[EXERCISE REQUIREMENTS]: Only one range belongs in the answer: the line holding "pub enum SourceError" through the last line of the records, reproduced as is.

[DATA SUPPLIED]:
* * * * * * *

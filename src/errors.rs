//! Typed per-source load failures.

use std::io;

use thiserror::Error;

/// Why a single source was skipped during loading.
///
/// A source error never aborts a load; the loader records it and moves on.
#[derive(Debug, Error)]
pub enum SourceError {
    #[error("cannot read source '{source_id}': {error}")]
    Io {
        source_id: String,
        #[source]
        error: io::Error,
    },
    #[error("cannot parse source '{source_id}': {error}")]
    Parse {
        source_id: String,
        #[source]
        error: serde_json::Error,
    },
}

impl SourceError {
    pub fn source_id(&self) -> &str {
        match self {
            SourceError::Io { source_id, .. } | SourceError::Parse { source_id, .. } => source_id,
        }
    }
}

* * * * * * *

[RESULT OF THE TASK]:
pub enum SourceError {
    #[error("cannot read source '{source_id}': {error}")]
    Io {
        source_id: String,
        #[source]
        error: io::Error,
    },
    #[error("cannot parse source '{source_id}': {error}")]
    Parse {
        source_id: String,
        #[source]
        error: serde_json::Error,
    },
}

impl SourceError {
    pub fn source_id(&self) -> &str {
        match self {
            SourceError::Io { source_id, .. } | SourceError::Parse { source_id, .. } => source_id,
        }
    }
}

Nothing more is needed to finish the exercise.